### Task item
Once you have read the listing, output it exactly and completely.

### Data extract

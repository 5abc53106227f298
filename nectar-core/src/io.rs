use bytes::{Buf, BufMut, Bytes, BytesMut};

use tokio::io::{self, AsyncRead, AsyncReadExt};

use crate::{
    err::{DecodeError, DecodeErrorKind, EncodeError, EncodeErrorKind},
    v3::{decode_packet, FixedHeader, MqttPacket},
};

/*
 * MQTT v3.1.1, the Remaining Length field of the fixed header is encoded
 * onto at most 4 bytes, bounding a packet body at 268,435,455 bytes.
 */

const MAX_LEN_BYTES: usize = 4;

const MAX_LEN: usize = (128 as u64).pow(4) as usize;

fn short_buffer(needed: usize, remaining: usize) -> DecodeError {
    return DecodeError::new(
        DecodeErrorKind::ShortBuffer,
        format!("Needed {needed} more bytes, but only {remaining} remain in the packet."),
    );
}

pub fn decode_u8(bytes: &mut Bytes) -> Result<u8, DecodeError> {
    if bytes.remaining() < 1 {
        return Err(short_buffer(1, 0));
    }
    return Ok(bytes.get_u8());
}

pub fn decode_u16(bytes: &mut Bytes) -> Result<u16, DecodeError> {
    if bytes.remaining() < 2 {
        return Err(short_buffer(2, bytes.remaining()));
    }
    return Ok(bytes.get_u16());
}

pub fn decode_u32(bytes: &mut Bytes) -> Result<u32, DecodeError> {
    if bytes.remaining() < 4 {
        return Err(short_buffer(4, bytes.remaining()));
    }
    return Ok(bytes.get_u32());
}

/// Decodes a two byte length prefix followed by that many bytes of UTF-8.
pub fn decode_utf8(bytes: &mut Bytes) -> Result<String, DecodeError> {
    let buf = decode_bytes(bytes)?;

    match String::from_utf8(buf.to_vec()) {
        Ok(string) => return Ok(string),
        Err(err) => {
            return Err(DecodeError::new(
                DecodeErrorKind::Utf8ParseError,
                err.to_string(),
            ))
        }
    }
}

/// Decodes a two byte length prefix followed by that many raw bytes.
pub fn decode_bytes(bytes: &mut Bytes) -> Result<Bytes, DecodeError> {
    let len = decode_u16(bytes)? as usize;

    if len > bytes.remaining() {
        return Err(short_buffer(len, bytes.remaining()));
    }

    let slice = bytes.slice(0..len);
    bytes.advance(len);
    return Ok(slice);
}

/// Two consecutive length-prefixed UTF-8 strings.
pub fn decode_string_pair(bytes: &mut Bytes) -> Result<(String, String), DecodeError> {
    let name = decode_utf8(bytes)?;
    let value = decode_utf8(bytes)?;
    return Ok((name, value));
}

pub fn encode_utf8(bytes: &mut BytesMut, val: &str) {
    encode_bytes(bytes, val.as_bytes());
}

pub fn encode_bytes(bytes: &mut BytesMut, val: &[u8]) {
    bytes.put_u16(val.len() as u16);
    bytes.put_slice(val);
}

pub fn encode_string_pair(bytes: &mut BytesMut, name: &str, value: &str) {
    encode_utf8(bytes, name);
    encode_utf8(bytes, value);
}

/// Encodes `len` as a variable byte integer, base 128 with the high bit of
/// each byte used as a continuation flag. Returns the number of bytes used.
pub fn encode_packet_length(bytes: &mut BytesMut, mut len: usize) -> Result<usize, EncodeError> {
    if len >= MAX_LEN {
        return Err(EncodeError::new(
            EncodeErrorKind::OversizedPayload,
            format!("Packet body exceeded the max encodable length, found length {len}"),
        ));
    }

    let mut num_bytes = 0;

    loop {
        let mut d: u8 = (len % 128) as u8;

        len /= 128;

        if len > 0 {
            d |= 128;
        }

        bytes.put_u8(d);
        num_bytes += 1;

        if len == 0 {
            break;
        }
    }

    return Ok(num_bytes);
}

/// Decodes the variable byte Remaining Length that starts at byte index 1,
/// after the type/flags byte. Does NOT advance the buffer; the caller is
/// responsible for stepping past the header.
///
/// ## Returns (header_len, rest_len)
/// where 'header_len' is the total fixed header size in bytes and
/// 'rest_len' is the length of the packet body that follows it.
pub fn decode_packet_length(bytes: &Bytes) -> Result<(usize, usize), DecodeError> {
    let mut mult: usize = 1;
    let mut len: usize = 0;

    for i in 1..=MAX_LEN_BYTES {
        if i >= bytes.len() {
            return Err(short_buffer(1, 0));
        }

        let c = bytes[i];

        // Add the 7 least significant bits of c to the value.
        len += (c as usize & 127) * mult;
        mult *= 128;

        // The most significant bit flags a continuation into the next byte.
        if (c & 128) == 0 {
            return Ok((i + 1, len));
        }
    }

    // A continuation flag on the 4th length byte would require a 5th byte,
    // which the protocol forbids.
    return Err(DecodeError::new(
        DecodeErrorKind::MalformedLength,
        String::from("Remaining Length encoding ran past the 4 byte maximum."),
    ));
}

/// Reads one framed packet from the stream: the type/flags byte, 1-4 length
/// bytes, then exactly the encoded body length, and dispatches the decode.
pub async fn read_packet<S, E>(stream: &mut S) -> Result<MqttPacket, E>
where
    S: AsyncRead + Unpin,
    E: From<io::Error> + From<DecodeError>,
{
    let mut header = [0u8; 5];
    header[0] = stream.read_u8().await?;

    let mut end = 1;
    loop {
        if end == 5 {
            return Err(DecodeError::new(
                DecodeErrorKind::MalformedLength,
                String::from("Remaining Length encoding ran past the 4 byte maximum."),
            )
            .into());
        }

        let byte = stream.read_u8().await?;
        header[end] = byte;
        end += 1;

        if byte & 128 == 0 {
            break;
        }
    }

    let mut header_buf = Bytes::copy_from_slice(&header[0..end]);
    let f_header = FixedHeader::decode(&mut header_buf)?;

    let mut buf = BytesMut::new();
    buf.resize(f_header.rest_len(), 0);
    stream.read_exact(&mut buf).await?;

    match decode_packet(f_header, &mut buf.into()) {
        Ok(packet) => return Ok(packet),
        Err(err) => return Err(err.into()),
    }
}



#[cfg(test)]
mod field_codecs {
    use bytes::{Bytes, BytesMut};

    use crate::{
        err::DecodeErrorKind,
        io::{
            decode_bytes, decode_string_pair, decode_u16, decode_utf8, encode_bytes,
            encode_string_pair, encode_utf8,
        },
    };

    #[test]
    fn utf8_round_trip() {
        let mut buf = BytesMut::new();
        encode_utf8(&mut buf, "hello/world");

        let mut bytes: Bytes = buf.into();
        assert_eq!(decode_utf8(&mut bytes).unwrap(), "hello/world");
        assert_eq!(bytes.len(), 0);
    }

    #[test]
    fn utf8_rejects_invalid_bytes() {
        let mut bytes = Bytes::from_static(&[0, 2, 0xC3, 0x28]);
        let err = decode_utf8(&mut bytes).unwrap_err();
        assert_eq!(err.kind(), DecodeErrorKind::Utf8ParseError);
    }

    #[test]
    fn binary_round_trip() {
        let mut buf = BytesMut::new();
        encode_bytes(&mut buf, &[2, 3, 4, 5]);

        let mut bytes: Bytes = buf.into();
        assert_eq!(decode_bytes(&mut bytes).unwrap(), Bytes::from_static(&[2, 3, 4, 5]));
    }

    #[test]
    fn string_pair_round_trip() {
        let mut buf = BytesMut::new();
        encode_string_pair(&mut buf, "name", "value");

        let mut bytes: Bytes = buf.into();
        let (name, value) = decode_string_pair(&mut bytes).unwrap();
        assert_eq!(name, "name");
        assert_eq!(value, "value");
    }

    #[test]
    fn short_buffer_errors() {
        let mut bytes = Bytes::from_static(&[0]);
        assert_eq!(
            decode_u16(&mut bytes).unwrap_err().kind(),
            DecodeErrorKind::ShortBuffer
        );

        // length prefix promises 4 bytes, only 2 present.
        let mut bytes = Bytes::from_static(&[0, 4, 1, 2]);
        assert_eq!(
            decode_bytes(&mut bytes).unwrap_err().kind(),
            DecodeErrorKind::ShortBuffer
        );
    }
}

### Solution to the exercise
repository 5abc53106227f298
filename nectar-core/src/io.rs
use bytes::{Buf, BufMut, Bytes, BytesMut};

use tokio::io::{self, AsyncRead, AsyncReadExt};

use crate::{
    err::{DecodeError, DecodeErrorKind, EncodeError, EncodeErrorKind},
    v3::{decode_packet, FixedHeader, MqttPacket},
};

/*
 * MQTT v3.1.1, the Remaining Length field of the fixed header is encoded
 * onto at most 4 bytes, bounding a packet body at 268,435,455 bytes.
 */

const MAX_LEN_BYTES: usize = 4;

const MAX_LEN: usize = (128 as u64).pow(4) as usize;

fn short_buffer(needed: usize, remaining: usize) -> DecodeError {
    return DecodeError::new(
        DecodeErrorKind::ShortBuffer,
        format!("Needed {needed} more bytes, but only {remaining} remain in the packet."),
    );
}

pub fn decode_u8(bytes: &mut Bytes) -> Result<u8, DecodeError> {
    if bytes.remaining() < 1 {
        return Err(short_buffer(1, 0));
    }
    return Ok(bytes.get_u8());
}

pub fn decode_u16(bytes: &mut Bytes) -> Result<u16, DecodeError> {
    if bytes.remaining() < 2 {
        return Err(short_buffer(2, bytes.remaining()));
    }
    return Ok(bytes.get_u16());
}

pub fn decode_u32(bytes: &mut Bytes) -> Result<u32, DecodeError> {
    if bytes.remaining() < 4 {
        return Err(short_buffer(4, bytes.remaining()));
    }
    return Ok(bytes.get_u32());
}

/// Decodes a two byte length prefix followed by that many bytes of UTF-8.
pub fn decode_utf8(bytes: &mut Bytes) -> Result<String, DecodeError> {
    let buf = decode_bytes(bytes)?;

    match String::from_utf8(buf.to_vec()) {
        Ok(string) => return Ok(string),
        Err(err) => {
            return Err(DecodeError::new(
                DecodeErrorKind::Utf8ParseError,
                err.to_string(),
            ))
        }
    }
}

/// Decodes a two byte length prefix followed by that many raw bytes.
pub fn decode_bytes(bytes: &mut Bytes) -> Result<Bytes, DecodeError> {
    let len = decode_u16(bytes)? as usize;

    if len > bytes.remaining() {
        return Err(short_buffer(len, bytes.remaining()));
    }

    let slice = bytes.slice(0..len);
    bytes.advance(len);
    return Ok(slice);
}

/// Two consecutive length-prefixed UTF-8 strings.
pub fn decode_string_pair(bytes: &mut Bytes) -> Result<(String, String), DecodeError> {
    let name = decode_utf8(bytes)?;
    let value = decode_utf8(bytes)?;
    return Ok((name, value));
}

pub fn encode_utf8(bytes: &mut BytesMut, val: &str) {
    encode_bytes(bytes, val.as_bytes());
}

pub fn encode_bytes(bytes: &mut BytesMut, val: &[u8]) {
    bytes.put_u16(val.len() as u16);
    bytes.put_slice(val);
}

pub fn encode_string_pair(bytes: &mut BytesMut, name: &str, value: &str) {
    encode_utf8(bytes, name);
    encode_utf8(bytes, value);
}

/// Encodes `len` as a variable byte integer, base 128 with the high bit of
/// each byte used as a continuation flag. Returns the number of bytes used.
pub fn encode_packet_length(bytes: &mut BytesMut, mut len: usize) -> Result<usize, EncodeError> {
    if len >= MAX_LEN {
        return Err(EncodeError::new(
            EncodeErrorKind::OversizedPayload,
            format!("Packet body exceeded the max encodable length, found length {len}"),
        ));
    }

    let mut num_bytes = 0;

    loop {
        let mut d: u8 = (len % 128) as u8;

        len /= 128;

        if len > 0 {
            d |= 128;
        }

        bytes.put_u8(d);
        num_bytes += 1;

        if len == 0 {
            break;
        }
    }

    return Ok(num_bytes);
}

/// Decodes the variable byte Remaining Length that starts at byte index 1,
/// after the type/flags byte. Does NOT advance the buffer; the caller is
/// responsible for stepping past the header.
///
/// ## Returns (header_len, rest_len)
/// where 'header_len' is the total fixed header size in bytes and
/// 'rest_len' is the length of the packet body that follows it.
pub fn decode_packet_length(bytes: &Bytes) -> Result<(usize, usize), DecodeError> {
    let mut mult: usize = 1;
    let mut len: usize = 0;

    for i in 1..=MAX_LEN_BYTES {
        if i >= bytes.len() {
            return Err(short_buffer(1, 0));
        }

        let c = bytes[i];

        // Add the 7 least significant bits of c to the value.
        len += (c as usize & 127) * mult;
        mult *= 128;

        // The most significant bit flags a continuation into the next byte.
        if (c & 128) == 0 {
            return Ok((i + 1, len));
        }
    }

    // A continuation flag on the 4th length byte would require a 5th byte,
    // which the protocol forbids.
    return Err(DecodeError::new(
        DecodeErrorKind::MalformedLength,
        String::from("Remaining Length encoding ran past the 4 byte maximum."),
    ));
}

/// Reads one framed packet from the stream: the type/flags byte, 1-4 length
/// bytes, then exactly the encoded body length, and dispatches the decode.
pub async fn read_packet<S, E>(stream: &mut S) -> Result<MqttPacket, E>
where
    S: AsyncRead + Unpin,
    E: From<io::Error> + From<DecodeError>,
{
    let mut header = [0u8; 5];
    header[0] = stream.read_u8().await?;

    let mut end = 1;
    loop {
        if end == 5 {
            return Err(DecodeError::new(
                DecodeErrorKind::MalformedLength,
                String::from("Remaining Length encoding ran past the 4 byte maximum."),
            )
            .into());
        }

        let byte = stream.read_u8().await?;
        header[end] = byte;
        end += 1;

        if byte & 128 == 0 {
            break;
        }
    }

    let mut header_buf = Bytes::copy_from_slice(&header[0..end]);
    let f_header = FixedHeader::decode(&mut header_buf)?;

    let mut buf = BytesMut::new();
    buf.resize(f_header.rest_len(), 0);
    stream.read_exact(&mut buf).await?;

    match decode_packet(f_header, &mut buf.into()) {
        Ok(packet) => return Ok(packet),
        Err(err) => return Err(err.into()),
    }
}



#[cfg(test)]
mod field_codecs {
    use bytes::{Bytes, BytesMut};

    use crate::{
        err::DecodeErrorKind,
        io::{
            decode_bytes, decode_string_pair, decode_u16, decode_utf8, encode_bytes,
            encode_string_pair, encode_utf8,
        },
    };

    #[test]
    fn utf8_round_trip() {
        let mut buf = BytesMut::new();
        encode_utf8(&mut buf, "hello/world");

        let mut bytes: Bytes = buf.into();
        assert_eq!(decode_utf8(&mut bytes).unwrap(), "hello/world");
        assert_eq!(bytes.len(), 0);
    }

    #[test]
    fn utf8_rejects_invalid_bytes() {
        let mut bytes = Bytes::from_static(&[0, 2, 0xC3, 0x28]);
        let err = decode_utf8(&mut bytes).unwrap_err();
        assert_eq!(err.kind(), DecodeErrorKind::Utf8ParseError);
    }

    #[test]
    fn binary_round_trip() {
        let mut buf = BytesMut::new();
        encode_bytes(&mut buf, &[2, 3, 4, 5]);

        let mut bytes: Bytes = buf.into();
        assert_eq!(decode_bytes(&mut bytes).unwrap(), Bytes::from_static(&[2, 3, 4, 5]));
    }

    #[test]
    fn string_pair_round_trip() {
        let mut buf = BytesMut::new();
        encode_string_pair(&mut buf, "name", "value");

        let mut bytes: Bytes = buf.into();
        let (name, value) = decode_string_pair(&mut bytes).unwrap();
        assert_eq!(name, "name");
        assert_eq!(value, "value");
    }

    #[test]
    fn short_buffer_errors() {
        let mut bytes = Bytes::from_static(&[0]);
        assert_eq!(
            decode_u16(&mut bytes).unwrap_err().kind(),
            DecodeErrorKind::ShortBuffer
        );

        // length prefix promises 4 bytes, only 2 present.
        let mut bytes = Bytes::from_static(&[0, 4, 1, 2]);
        assert_eq!(
            decode_bytes(&mut bytes).unwrap_err().kind(),
            DecodeErrorKind::ShortBuffer
        );
    }
}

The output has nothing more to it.